Records for the task >>
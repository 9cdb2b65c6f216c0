//! Domain models for the rental tracker.
//!
//! This module contains the core domain types: cars, their rental state,
//! car identifiers, and configuration.

/// Car records and rental state.
pub mod car;
pub use car::{Availability, Car, DailyRate, DailyRateError, Rental};

/// Car identifiers.
pub mod car_id;
pub use car_id::{CarId, CarIdError};

mod config;
pub use config::Config;
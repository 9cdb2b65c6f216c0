use std::path::{Path, PathBuf};

use serde::{Deserialize, Serialize};

use crate::domain::car_id::DEFAULT_DIGITS;

/// Configuration for the rental tracker.
///
/// This struct holds settings that control where the rental table lives,
/// how car IDs are rendered, and which deletions are allowed.
#[derive(Debug, Clone, PartialEq, Eq, Serialize, Deserialize)]
#[serde(from = "Versions", into = "Versions")]
pub struct Config {
    /// The number of digits in a car ID.
    ///
    /// IDs are padded to this width with leading zeros, e.g. '00001'.
    digits: usize,

    /// Whether a car that is currently rented out may be deleted.
    pub allow_delete_rented: bool,

    /// The path of the rental table.
    ///
    /// Relative paths are resolved against the working directory.
    pub data_file: PathBuf,
}

impl Default for Config {
    fn default() -> Self {
        Self {
            digits: default_digits(),
            allow_delete_rented: false,
            data_file: default_data_file(),
        }
    }
}

impl Config {
    /// Loads the configuration from a TOML file at the given path.
    ///
    /// # Errors
    ///
    /// Returns an error if the file cannot be read or if the TOML content is
    /// invalid.
    pub fn load(path: &Path) -> Result<Self, String> {
        let content = std::fs::read_to_string(path)
            .map_err(|e| format!("Failed to read config file: {e}"))?;
        toml::from_str(&content).map_err(|e| format!("Failed to parse config file: {e}"))
    }

    /// Loads the configuration, falling back to the defaults if the file is
    /// missing or invalid.
    #[must_use]
    pub fn load_or_default(path: &Path) -> Self {
        Self::load(path).unwrap_or_else(|e| {
            tracing::debug!("Failed to load config from {}: {e}", path.display());
            Self::default()
        })
    }

    /// Renders the configuration as TOML.
    ///
    /// # Errors
    ///
    /// Returns an error if the configuration cannot be serialized.
    pub fn to_toml(&self) -> Result<String, String> {
        toml::to_string_pretty(self).map_err(|e| format!("Failed to serialize config: {e}"))
    }

    /// Returns the number of digits for padding car IDs.
    #[must_use]
    pub const fn digits(&self) -> usize {
        self.digits
    }

    /// Sets the number of digits for padding car IDs.
    ///
    /// A width of zero is treated as one.
    pub fn set_digits(&mut self, digits: usize) {
        self.digits = digits.max(1);
    }
}

const fn default_digits() -> usize {
    DEFAULT_DIGITS
}

fn default_data_file() -> PathBuf {
    PathBuf::from("rental_data.csv")
}

/// The serialized versions of the configuration.
/// This allows for future changes to the configuration format and to the domain
/// type without breaking compatibility.
#[derive(Debug, Serialize, Deserialize)]
#[serde(tag = "_version")]
enum Versions {
    #[serde(rename = "1")]
    V1 {
        /// The number of digits in a car ID.
        #[serde(default = "default_digits")]
        digits: usize,

        #[serde(default)]
        allow_delete_rented: bool,

        #[serde(default = "default_data_file")]
        data_file: PathBuf,
    },
}

impl From<Versions> for Config {
    fn from(versions: Versions) -> Self {
        match versions {
            Versions::V1 {
                digits,
                allow_delete_rented,
                data_file,
            } => Self {
                digits: digits.max(1),
                allow_delete_rented,
                data_file,
            },
        }
    }
}

impl From<Config> for Versions {
    fn from(config: Config) -> Self {
        Self::V1 {
            digits: config.digits,
            allow_delete_rented: config.allow_delete_rented,
            data_file: config.data_file,
        }
    }
}
/// Reading and writing the rental table.
pub mod table;
pub use table::{HEADERS, Table, TableError};

mod store;
pub use store::{DeletePolicy, RentalStore, StoreError};
//! Command line interface for the car rental tracker.

use clap::Parser;

mod cli;

fn main() -> anyhow::Result<()> {
    cli::Cli::parse().run()
}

What the task asks >>
List every line above that contains the word "struct".

Solution to the problem >>
/// This struct holds settings that control where the rental table lives,
pub struct Config {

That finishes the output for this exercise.